NEW: pre-run step 01, 01a below using a roughly estimated PSM FDR. Then calculate the PSM FDRs needed for Silver, Gold, using David's formula.
NEW: Perform steps 01a through 06 in parallel for Gold (prot FDR=1%) and Silver (prot FDR=5%) builds.
01a. Make combined, sorted PAidentlist file, filtering using a roughly estimated PSM FDR.
NEW: create another file, peptide_probs.tsv, saving the highest probability for each stripped peptide. Sort by descending probability.
=> Can we speed the sorting? Currently we use unix sort.
=> What do we need APD files for?
01b. Create special filtered pepXML for each expt., then run ProtPro on all expts combined
Remove step02 of the pipeline--creating biosequence set
02a,b,sc.

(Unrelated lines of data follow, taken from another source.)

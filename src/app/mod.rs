// Gateway module for app - follows the Train Station Pattern
// All external access must go through this gateway

// Private submodules - not directly accessible from outside
mod config;

// Public re-exports - the ONLY way to access app functionality
pub use config::{
    cache_root, get_config_dir, init_config, load_config, load_config_from, save_config,
    CacheConfig, Config, ModelSettings, SandboxConfig, StatsApiConfig,
};
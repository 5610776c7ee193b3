// Gateway module for sandbox - follows the Train Station Pattern
// All external access must go through this gateway

// Private submodules - not directly accessible from outside
mod bindings;
mod engine;
mod executor;
mod libs;
mod types;
mod validator;

// Public re-exports - the ONLY way to access sandbox functionality
#[cfg(test)]
pub use executor::MockExecutor;
pub use executor::{Executor, Sandbox};
pub use libs::ALLOWED_MODULES;
pub use types::{ExecutionResult, ExecutionStatus, RuleId, ValidationVerdict, Violation};
pub use validator::Validator;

Compile protein identifications and estimate protein concentrations
NEW: Using peptide_probs.tsv, gather peptides mapping to identified proteins down to 1% peptide FDR.
NEW: Using the PAidentlist file, gather PSMs matching those peps down to 1% PSM FDR.
03. Map peptides to reference DB => peptide_mapping.tsv
05. Calculate chromosomal coordinates => coordinate_mapping.txt
06. Make a list of unmappable peptides
07. Statistics on peps, prots in build.
08. Build SpectraST library from build